"Well, yes," affirmed Mr. Hale. "Genius! He impresses you first as absurdly incompetent, but his workmanship is really superior, and later you get a suggestion of something back of him, something buried that might come out, you know."

"I used to think so," the General Freight Agent replied, with a tone which indicated loss of interest in the subject, but being tardily overtaken in his reading by a sense that he had not quite done justice to the big stenographer, he broke the silence to add: "He is a fine character. He has very high thoughts,"—vacancy was in his eye for a moment,—"so high they're cloudy."

And that was all. Mr. Hale made no further comment. Mr. Mitchell, a just man, was satisfied that he had done justice. Thus in the minds of two arbiters of the destinies of many men, John Hampstead, loyal, laborious, who had served faithfully for seven years, was lifted for a moment until the sun of prospect flashed upon him,—lifted and then dropped. And they did not even know that nature, too, had dropped him,—that he was blind.

But just then a privileged person knocked and entered without waiting for an invitation. The newcomer was Doctor Gallagher, the "Company" oculist, his fine, dark eyes aglow with sympathy and importance.

"That boy Hampstead," he began abruptly, "is in bad shape."

"Hampstead!" ejaculated Mr. Mitchell antagonistically, as if it were impossible that lumbering mass of bone and muscle could ever be in bad shape.

"Yes," affirmed the physician, with the air of one who announces a sensation, "he's likely to go blind!"

"No!" ejaculated Mr. Mitchell, in still more emphatic tones of disbelief, though his blue eyes opened wide and grew round with shock and sympathetic apprehension.
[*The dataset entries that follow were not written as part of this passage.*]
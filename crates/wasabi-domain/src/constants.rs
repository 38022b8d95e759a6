//! Domain constants

use std::time::Duration;

/// Application name, also used as the configuration namespace
pub const APP_NAME: &str = "wasabi";

/// Application version baked in at build time
pub const APP_VERSION: &str = env!("CARGO_PKG_VERSION");

/// Environment name that suppresses the startup banner
pub const ENV_PRODUCTION: &str = "production";

/// Environment name used when none is configured
pub const DEFAULT_ENV: &str = "development";

/// Default bound for lifecycle hooks and outbound pings
pub const DEFAULT_TIMEOUT: Duration = Duration::from_secs(5);

// ============================================================================
// POSTGRES POOL DEFAULTS
// ============================================================================

/// Idle connections kept in the pool
pub const DEFAULT_MAX_IDLE_CONNS: u32 = 10;

/// Open connections allowed in the pool
pub const DEFAULT_MAX_OPEN_CONNS: u32 = 50;

/// Connection lifetime in milliseconds (2 hours)
pub const DEFAULT_CONN_MAX_LIFETIME_MILLIS: u64 = 2 * 60 * 60 * 1000;

/// Connection idle time in milliseconds (1 minute)
pub const DEFAULT_CONN_MAX_IDLE_TIME_MILLIS: u64 = 60 * 1000;

/// Time allowed to obtain a pooled connection, in milliseconds
pub const DEFAULT_CONNECT_TIMEOUT_MILLIS: u64 = 5000;

/// Queries at or above this duration are logged as slow
pub const DEFAULT_SLOW_THRESHOLD_MS: u64 = 200;

// ============================================================================
// NETWORK DEFAULTS
// ============================================================================

/// HTTP port used when the configured port is 0
pub const DEFAULT_HTTP_PORT: u16 = 9999;

/// HTTP bind host
pub const DEFAULT_HTTP_HOST: &str = "127.0.0.1";

/// Metrics listener address
pub const DEFAULT_METRICS_ADDR: &str = "127.0.0.1:9090";

/// Redis endpoint
pub const DEFAULT_REDIS_ADDR: &str = "127.0.0.1:6379";

/// Minimum log level
pub const DEFAULT_LOG_LEVEL: &str = "info";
"Yes," explained Doctor Gallagher volubly. "Continual transcription, the sweep of the eye from the notebook page to the machine and back, year in and year out, for so long, has broken down the muscular system of the eye. He had a blind spell last night. He can see all right this morning. But to let him go to work would be criminal. I have him in the Company Hospital for two weeks of absolute rest, and then he will be all right. But the typewriter, never again! You can put him on the outside to solicit freight, or something like that."

A broad grin overspread the features of the General Freight Agent. "You don't know John," he said. "That boy would die of nervousness the first day out. He's afraid of people. Besides," went on Mitchell, "we couldn't get along without him. He knows too much that nobody else knows."